* [What you are asked to do]:
All lines up to and including the one that contains "with a number" are to be transcribed exactly, starting from the first line of the records.

* [Stored items from a collection]:

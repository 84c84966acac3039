//! Test scripts.
//!
//! A script names a chip and lists steps. Each step sets some input pins,
//! settles the chip (or ticks it, for clocked scripts) and compares the named
//! output pins. Inputs persist from one step to the next, so a step only
//! lists the pins that change.

use crate::busmap::{word_bits, BusMap, Bits};
use crate::error::{ErrorKind, SimError, TransformedError};
use crate::library::ChipLibrary;
use crate::resolver::PinSlot;
use crate::simulator::Instance;

use serde::{Deserialize, Serialize};
use std::collections::BTreeMap;
use std::error::Error;
use std::fs;
use std::path::Path;

/// A pin value as written in a script: a number, or a string with a number
/// system prefix (`%B`/`0b` binary, `%X`/`0x` hex, `%D` decimal).
#[derive(Serialize, Deserialize, Clone, Debug, PartialEq, Eq)]
#[serde(untagged)]
pub enum TestValue {
    Number(i64),
    Text(String),
}

impl TestValue {
    /// Converts the value to a bus of `width` bits. Negative numbers are
    /// stored in two's complement.
    pub fn to_bits(&self, width: usize) -> Result<Bits, SimError> {
        let text = match self {
            TestValue::Number(n) => return signed_bits(*n, width, &n.to_string()),
            TestValue::Text(t) => t.trim(),
        };
        let bad = || SimError::configuration(format!("`{}` is not a valid test value.", text));

        if let Some(digits) = text.strip_prefix("%B").or_else(|| text.strip_prefix("0b")) {
            if digits.is_empty() {
                return Err(bad());
            }
            if digits.len() > width {
                return Err(SimError::configuration(format!(
                    "`{}` has more than {} bits.",
                    text, width
                )));
            }
            let mut bits = Bits::with_capacity(width);
            for c in digits.chars().rev() {
                match c {
                    '0' => bits.push(false),
                    '1' => bits.push(true),
                    _ => return Err(bad()),
                }
            }
            bits.resize(width, false);
            Ok(bits)
        } else if let Some(digits) = text.strip_prefix("%X").or_else(|| text.strip_prefix("0x")) {
            let value = u64::from_str_radix(digits, 16).map_err(|_| bad())?;
            if width < 64 && value >> width != 0 {
                return Err(out_of_range(text, width));
            }
            Ok(word_bits(value, width))
        } else {
            let digits = text.strip_prefix("%D").unwrap_or(text);
            let value: i64 = digits.parse().map_err(|_| bad())?;
            signed_bits(value, width, text)
        }
    }
}

fn out_of_range(text: &str, width: usize) -> SimError {
    SimError::configuration(format!("{} does not fit in {} bits.", text, width))
}

fn signed_bits(value: i64, width: usize, text: &str) -> Result<Bits, SimError> {
    if width < 64 {
        let fits = if value < 0 {
            width > 0 && value >= -(1i64 << (width - 1))
        } else {
            (value as u64) >> width == 0
        };
        if !fits {
            return Err(out_of_range(text, width));
        }
    }
    Ok(word_bits(value as u64, width))
}

#[derive(Serialize, Deserialize, Clone, Debug, PartialEq, Eq)]
pub struct TestStep {
    #[serde(default)]
    pub inputs: BTreeMap<String, TestValue>,
    #[serde(default)]
    pub expected: BTreeMap<String, TestValue>,
}

#[derive(Serialize, Deserialize, Clone, Debug, PartialEq, Eq)]
pub struct TestScript {
    pub chip: String,
    /// Ticks the clock on every step instead of only settling.
    #[serde(default)]
    pub clocked: bool,
    pub steps: Vec<TestStep>,
}

#[derive(Clone, Debug, PartialEq)]
pub enum TestOutcome {
    Passed {
        steps: usize,
    },
    /// The first step whose outputs differ. `step` counts from zero.
    Mismatch {
        step: usize,
        expected: BusMap,
        actual: BusMap,
    },
}

fn pin_values(
    values: &BTreeMap<String, TestValue>,
    pins: &[PinSlot],
    chip: &str,
    direction: &str,
) -> Result<BusMap, SimError> {
    let mut map = BusMap::new();
    for (name, value) in values {
        let pin = pins.iter().find(|p| &p.name == name).ok_or_else(|| {
            SimError::unresolved(format!("Chip {} has no {} pin {}.", chip, direction, name))
        })?;
        map.insert(name, value.to_bits(pin.width)?);
    }
    Ok(map)
}

/// Runs a script against a fresh instance of its chip, stopping at the first
/// mismatch.
pub fn run_script(library: &ChipLibrary, script: &TestScript) -> Result<TestOutcome, SimError> {
    let mut instance = Instance::construct(library, &script.chip)?;
    let plan = library.plan(&script.chip)?;

    for (idx, step) in script.steps.iter().enumerate() {
        let inputs = pin_values(&step.inputs, &plan.inputs, &plan.name, "input")?;
        let expected = pin_values(&step.expected, &plan.outputs, &plan.name, "output")?;
        let actual = if script.clocked {
            instance.tick(&inputs)?
        } else {
            instance.eval_combinational(&inputs)?
        };

        if !(expected <= actual) {
            tracing::info!(chip = %script.chip, step = idx + 1, "mismatch");
            return Ok(TestOutcome::Mismatch {
                step: idx,
                expected,
                actual,
            });
        }
    }

    tracing::info!(chip = %script.chip, steps = script.steps.len(), "script passed");
    Ok(TestOutcome::Passed {
        steps: script.steps.len(),
    })
}

pub fn parse_test(test_script_path: &Path) -> Result<TestScript, Box<dyn Error>> {
    let contents = fs::read_to_string(test_script_path).map_err(|e| TransformedError {
        msg: format!("Unable to read test script {}", test_script_path.display()),
        kind: ErrorKind::IOError,
        source: Some(Box::new(e)),
    })?;
    let script = serde_json::from_str(&contents).map_err(|e| TransformedError {
        msg: format!("Malformed test script {}", test_script_path.display()),
        kind: ErrorKind::Configuration,
        source: Some(Box::new(e)),
    })?;
    Ok(script)
}

/// Runs a test script file and prints the result.
pub fn run_test(test_script_path: &Path, library: &ChipLibrary) -> Result<TestOutcome, Box<dyn Error>> {
    let script = parse_test(test_script_path)?;
    let outcome = run_script(library, &script)?;

    match &outcome {
        TestOutcome::Passed { steps } => {
            println!("✔️️️    {} tests passed.", steps);
        }
        TestOutcome::Mismatch {
            step,
            expected,
            actual,
        } => {
            println!("❌ Step: {}", step + 1);
            println!("Expected: {}", expected);
            println!("Actual: {}", actual);
        }
    }
    Ok(outcome)
}

#[cfg(test)]
mod test {
    use super::*;
    use std::path::PathBuf;

    fn construct_path(path: &str) -> PathBuf {
        let manifest_dir = Path::new(env!("CARGO_MANIFEST_DIR"));
        manifest_dir.join("resources").join("tests").join(path)
    }

    fn text(s: &str) -> TestValue {
        TestValue::Text(String::from(s))
    }

    #[test]
    fn test_value_number_systems() {
        assert_eq!(text("%B101").to_bits(4).unwrap(), word_bits(0b0101, 4));
        assert_eq!(text("0b1").to_bits(1).unwrap(), word_bits(1, 1));
        assert_eq!(text("%X1F").to_bits(16).unwrap(), word_bits(0x1F, 16));
        assert_eq!(text("0xffff").to_bits(16).unwrap(), word_bits(0xFFFF, 16));
        assert_eq!(text("%D12").to_bits(16).unwrap(), word_bits(12, 16));
        assert_eq!(text("12").to_bits(16).unwrap(), word_bits(12, 16));
        assert_eq!(text("%D-1").to_bits(4).unwrap(), word_bits(0xF, 4));
        assert_eq!(TestValue::Number(-2).to_bits(16).unwrap(), word_bits(0xFFFE, 16));
        assert_eq!(TestValue::Number(255).to_bits(8).unwrap(), word_bits(255, 8));
    }

    #[test]
    fn test_value_errors() {
        for (value, width) in [
            (text("%B10101"), 4),
            (text("%B12"), 4),
            (text("0x"), 4),
            (text("0x10"), 4),
            (text("seven"), 4),
            (TestValue::Number(16), 4),
            (TestValue::Number(-9), 4),
        ] {
            let e = value.to_bits(width).unwrap_err();
            assert_eq!(e.kind, ErrorKind::Configuration, "{:?}", value);
        }
    }

    #[test]
    fn test_script_json() {
        let script: TestScript = serde_json::from_str(
            r#"{"chip": "And", "steps": [{"inputs": {"a": 1, "b": "%B1"}, "expected": {"out": 1}}]}"#,
        )
        .unwrap();
        assert!(!script.clocked);
        assert_eq!(script.steps[0].inputs["b"], text("%B1"));
        assert_eq!(
            run_script(&ChipLibrary::new(), &script).unwrap(),
            TestOutcome::Passed { steps: 1 }
        );
    }

    #[test]
    fn test_resource_scripts() {
        let library = ChipLibrary::standard();
        for (file, steps) in [("Xor.json", 4), ("PC.json", 9), ("RAM8.json", 6)] {
            let outcome = run_test(&construct_path(file), &library).unwrap();
            assert_eq!(outcome, TestOutcome::Passed { steps }, "{}", file);
        }
    }

    #[test]
    fn test_mismatch_reports_first_step() {
        let script = TestScript {
            chip: String::from("Or"),
            clocked: false,
            steps: vec![
                TestStep {
                    inputs: BTreeMap::from([
                        (String::from("a"), TestValue::Number(0)),
                        (String::from("b"), TestValue::Number(0)),
                    ]),
                    expected: BTreeMap::from([(String::from("out"), TestValue::Number(0))]),
                },
                TestStep {
                    inputs: BTreeMap::from([(String::from("b"), TestValue::Number(1))]),
                    expected: BTreeMap::from([(String::from("out"), TestValue::Number(0))]),
                },
                TestStep {
                    inputs: BTreeMap::new(),
                    expected: BTreeMap::from([(String::from("out"), TestValue::Number(0))]),
                },
            ],
        };
        match run_script(&ChipLibrary::new(), &script).unwrap() {
            TestOutcome::Mismatch {
                step,
                expected,
                actual,
            } => {
                assert_eq!(step, 1);
                assert_eq!(expected.get_word("out"), Some(0));
                assert_eq!(actual.get_word("out"), Some(1));
            }
            other => panic!("expected a mismatch, got {:?}", other),
        }
    }

    #[test]
    fn test_unknown_pin() {
        let script: TestScript = serde_json::from_str(
            r#"{"chip": "Not", "steps": [{"inputs": {"x": 1}, "expected": {"out": 0}}]}"#,
        )
        .unwrap();
        let e = run_script(&ChipLibrary::new(), &script).unwrap_err();
        assert_eq!(e.kind, ErrorKind::UnresolvedReference);
    }

    #[test]
    fn test_bad_script_files() {
        let dir = tempfile::tempdir().unwrap();
        let library = ChipLibrary::standard();
        assert!(run_test(&dir.path().join("missing.json"), &library).is_err());

        let path = dir.path().join("broken.json");
        fs::write(&path, r#"{"chip": "Not", "steps": [}"#).unwrap();
        assert!(parse_test(&path).is_err());

        let path = dir.path().join("unknown.json");
        fs::write(&path, r#"{"chip": "Frobnicator", "steps": []}"#).unwrap();
        assert!(run_test(&path, &library).is_err());
    }
}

* [Response area]:
repository 84c84966acac3039
//! Test scripts.
//!
//! A script names a chip and lists steps. Each step sets some input pins,
//! settles the chip (or ticks it, for clocked scripts) and compares the named
//! output pins. Inputs persist from one step to the next, so a step only
//! lists the pins that change.

use crate::busmap::{word_bits, BusMap, Bits};
use crate::error::{ErrorKind, SimError, TransformedError};
use crate::library::ChipLibrary;
use crate::resolver::PinSlot;
use crate::simulator::Instance;

use serde::{Deserialize, Serialize};
use std::collections::BTreeMap;
use std::error::Error;
use std::fs;
use std::path::Path;

/// A pin value as written in a script: a number, or a string with a number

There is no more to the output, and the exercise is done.